After Giwa-Tubosun learned that the biggest cause of maternal mortality in Africa was postpartum haemorrhaging—where women bleed heavily after birth—and she herself had difficulty giving birth, Giwa-Tubosun decided to take action and leave her footprint on her home nation, Nigeria.

According to the founder of LifeBank, haemorrhaging kills 26,000 women every year in Nigeria, and can also affect children under five who have malaria, accident victims and cancer patients.

This was just one major health issue facing her country that Giwa-Tubosun identified. Another was the lack of infrastructure to move donated blood for transfusion to where it is needed on time and in the right condition.

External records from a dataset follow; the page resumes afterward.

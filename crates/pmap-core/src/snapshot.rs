//! Immutable, validated platform mapping snapshot.

use std::collections::BTreeMap;

use pmap_types::{PortId, ProfileId};
use tracing::{info, warn};

use crate::chips::{Chip, ChipRegistry};
use crate::config::{LoaderConfig, ValidationMode};
use crate::error::{ConfigIssue, MappingError, Result};
use crate::overrides::OverrideLayer;
use crate::profiles::ProfileCatalog;
use crate::raw::RawPlatformMapping;
use crate::topology::PinTopology;
use crate::validate;

/// A fully built and validated mapping.
///
/// Never mutated after [`MappingSnapshot::build`] returns; share it behind
/// an `Arc` and replace it wholesale on reload.
#[derive(Debug)]
pub struct MappingSnapshot {
    generation: u64,
    chips: ChipRegistry,
    topology: PinTopology,
    catalog: ProfileCatalog,
    overrides: OverrideLayer,
    quarantined: BTreeMap<(PortId, ProfileId), String>,
}

impl MappingSnapshot {
    /// Builds and validates a snapshot from a raw mapping.
    pub fn build(raw: &RawPlatformMapping, config: &LoaderConfig) -> Result<Self> {
        config.validate()?;

        let mut issues = Vec::new();
        let chips = ChipRegistry::build(&raw.chips, &mut issues);
        let topology = PinTopology::build(&raw.ports, &chips, &mut issues)?;
        let catalog = ProfileCatalog::build(raw, &chips)?;
        let overrides = OverrideLayer::build(&raw.port_config_overrides, &chips)?;
        validate::check_entries(&topology, &catalog, &overrides, config, &mut issues);

        let quarantined = if issues.is_empty() {
            BTreeMap::new()
        } else {
            match config.validation {
                ValidationMode::Strict => return Err(MappingError::InvalidMapping { issues }),
                ValidationMode::Quarantine => quarantine(&catalog, issues, config)?,
            }
        };

        let snapshot = Self {
            generation: 0,
            chips,
            topology,
            catalog,
            overrides,
            quarantined,
        };
        info!(
            ports = snapshot.topology.len(),
            chips = snapshot.chips.len(),
            profiles = snapshot.catalog.len(),
            overrides = snapshot.overrides.len(),
            quarantined = snapshot.quarantined.len(),
            "Built platform mapping snapshot"
        );
        Ok(snapshot)
    }

    /// Parses and builds a snapshot from a JSON document.
    pub fn from_json_str(s: &str, config: &LoaderConfig) -> Result<Self> {
        Self::build(&RawPlatformMapping::from_json_str(s)?, config)
    }

    pub(crate) fn set_generation(&mut self, generation: u64) {
        self.generation = generation;
    }

    /// Store generation this snapshot was published under; zero if it was
    /// never published.
    pub fn generation(&self) -> u64 {
        self.generation
    }

    pub fn chips(&self) -> &ChipRegistry {
        &self.chips
    }

    pub fn topology(&self) -> &PinTopology {
        &self.topology
    }

    pub fn catalog(&self) -> &ProfileCatalog {
        &self.catalog
    }

    pub fn overrides(&self) -> &OverrideLayer {
        &self.overrides
    }

    /// Returns the chip of the port's first iphy pin.
    pub fn iphy_chip(&self, port: PortId) -> Result<Option<&Chip>> {
        Ok(self
            .topology
            .iphy_chip(port)?
            .map(|handle| self.chips.chip(handle)))
    }

    /// Returns why the entry was quarantined, if it was.
    pub fn quarantine_reason(&self, port: PortId, profile: ProfileId) -> Option<&str> {
        self.quarantined.get(&(port, profile)).map(String::as_str)
    }

    /// Iterates quarantined entries with their reasons.
    pub fn quarantined(&self) -> impl Iterator<Item = (PortId, ProfileId, &str)> {
        self.quarantined
            .iter()
            .map(|((port, profile), reason)| (*port, *profile, reason.as_str()))
    }
}

/// Maps issues onto the entries they poison.
///
/// Entry-scoped issues quarantine that entry, port-scoped issues every entry
/// of the port. Any unscoped issue fails the load.
fn quarantine(
    catalog: &ProfileCatalog,
    issues: Vec<ConfigIssue>,
    config: &LoaderConfig,
) -> Result<BTreeMap<(PortId, ProfileId), String>> {
    if issues.iter().any(|i| i.port.is_none()) {
        let fatal = issues.into_iter().filter(|i| i.port.is_none()).collect();
        return Err(MappingError::InvalidMapping { issues: fatal });
    }

    let total = issues.len();
    let mut quarantined = BTreeMap::new();
    for (n, issue) in issues.into_iter().enumerate() {
        if n < config.max_logged_issues {
            warn!(issue = %issue, "Quarantining platform mapping entry");
        }
        let Some(port) = issue.port else {
            continue;
        };
        let profiles = match issue.profile {
            Some(profile) => vec![profile],
            None => catalog.supported_profiles(port).unwrap_or_default(),
        };
        for profile in profiles {
            quarantined
                .entry((port, profile))
                .or_insert_with(|| issue.message.clone());
        }
    }
    if total > config.max_logged_issues {
        warn!(
            suppressed = total - config.max_logged_issues,
            "Further quarantine issues not logged"
        );
    }
    Ok(quarantined)
}

#[cfg(test)]
mod tests {
    use super::*;
    use pretty_assertions::assert_eq;

    #[test]
    fn test_build_sample() {
        let snapshot =
            MappingSnapshot::from_json_str(&pmap_test::sample_mapping_json(), &LoaderConfig::default())
                .unwrap();
        assert_eq!(snapshot.generation(), 0);
        assert_eq!(snapshot.topology().len(), 4);
        assert_eq!(snapshot.chips().len(), 2);
        assert_eq!(snapshot.quarantined().count(), 0);
        assert_eq!(
            snapshot.iphy_chip(PortId(1)).unwrap().map(|c| c.name.as_str()),
            Some("BC0")
        );
    }

    #[test]
    fn test_strict_rejects_inconsistent_mapping() {
        let err = MappingSnapshot::from_json_str(
            &pmap_test::inconsistent_mapping_json(),
            &LoaderConfig::strict(),
        )
        .unwrap_err();
        assert!(err.is_config_error());
        assert_eq!(err.issues().len(), 1);
    }

    #[test]
    fn test_quarantine_isolates_entry() {
        let snapshot = MappingSnapshot::from_json_str(
            &pmap_test::inconsistent_mapping_json(),
            &LoaderConfig::quarantine(),
        )
        .unwrap();
        assert!(snapshot
            .quarantine_reason(PortId(20), ProfileId(22))
            .unwrap()
            .contains("subsumed port 22"));
        assert_eq!(snapshot.quarantine_reason(PortId(22), ProfileId(22)), None);
        assert_eq!(snapshot.quarantined().count(), 1);
    }

    #[test]
    fn test_quarantine_port_issue_covers_all_profiles() {
        let json = pmap_test::MappingBuilder::new()
            .chip("BC0", 1, 0)
            .port(1, "eth1/1/1", 1, &[("BC0", 0, None)])
            .port(2, "eth1/1/2", 9, &[("BC0", 1, None)])
            .profile(11, 10_000, 1, 1, 1, 1)
            .profile(12, 10_000, 1, 1, 1, 2)
            .supported_profile(2, 11, &[("BC0", 1, None)], &[], &[])
            .supported_profile(2, 12, &[("BC0", 1, None)], &[], &[])
            .to_json_string();
        let snapshot = MappingSnapshot::from_json_str(&json, &LoaderConfig::quarantine()).unwrap();
        let entries: Vec<_> = snapshot.quarantined().map(|(p, f, _)| (p, f)).collect();
        assert_eq!(
            entries,
            vec![(PortId(2), ProfileId(11)), (PortId(2), ProfileId(12))]
        );
    }

    #[test]
    fn test_quarantine_still_fails_on_global_issue() {
        let json = pmap_test::MappingBuilder::new()
            .chip("BC0", 1, 0)
            .chip("BC0", 1, 1)
            .port(1, "eth1/1/1", 1, &[("BC0", 0, None)])
            .to_json_string();
        let err = MappingSnapshot::from_json_str(&json, &LoaderConfig::quarantine()).unwrap_err();
        assert!(matches!(err, MappingError::InvalidMapping { ref issues } if issues.len() == 1));
    }

    #[test]
    fn test_unknown_chip_is_fatal_in_any_mode() {
        let json = pmap_test::MappingBuilder::new()
            .chip("BC0", 1, 0)
            .port(1, "eth1/1/1", 1, &[("BC1", 0, None)])
            .to_json_string();
        let err = MappingSnapshot::from_json_str(&json, &LoaderConfig::quarantine()).unwrap_err();
        assert!(matches!(err, MappingError::UnknownChip { .. }));
    }
}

From this, LifeBank was born. The LifeBank app runs two services: an intuitive blood donor database that inspires Africans to give blood and save lives in their community, and an enterprise marketplace for hospitals and blood banks.

Blood is a scarce commodity in Nigerian hospitals, according to Giwa-Tubosun. “It would be easy to say the reason for this is that Nigerians don’t like giving blood,” she says. But that’s not the way the innovator sees it.

“I believe the reason for a shortage of blood is that in Nigeria we haven’t built an intuitive system that makes it easy to give blood, and we also haven’t communicated to the public on why giving blood is so important.”

She cites the World Health Organization’s claims that if a minimum of 1% of a country’s population donate blood three times a year, the country could meet its basic requirement for blood.

To meet the shortfall, there has been a heavy reliance on “highly inefficient” substitutes for voluntary donations. She says that 60% of all blood used in Nigeria comes from commercial donors, and 30% from family members who are related to the person requiring the blood transfusion. In 2014, only 2.9% of the blood supply needed was collected by voluntary donations.

“We launched the LifeBank App, an e-health app connecting voluntary donors to blood banks, to address this need,” explains Giwa-Tubosun.

How it works

The first stage of the donor app connects the blood donor with the nearest blood bank. On the day of the donation, blood is taken and small rewards are given to the donor. For example, donors earn points that can be redeemed for things such as movie tickets, coffee and other small gifts.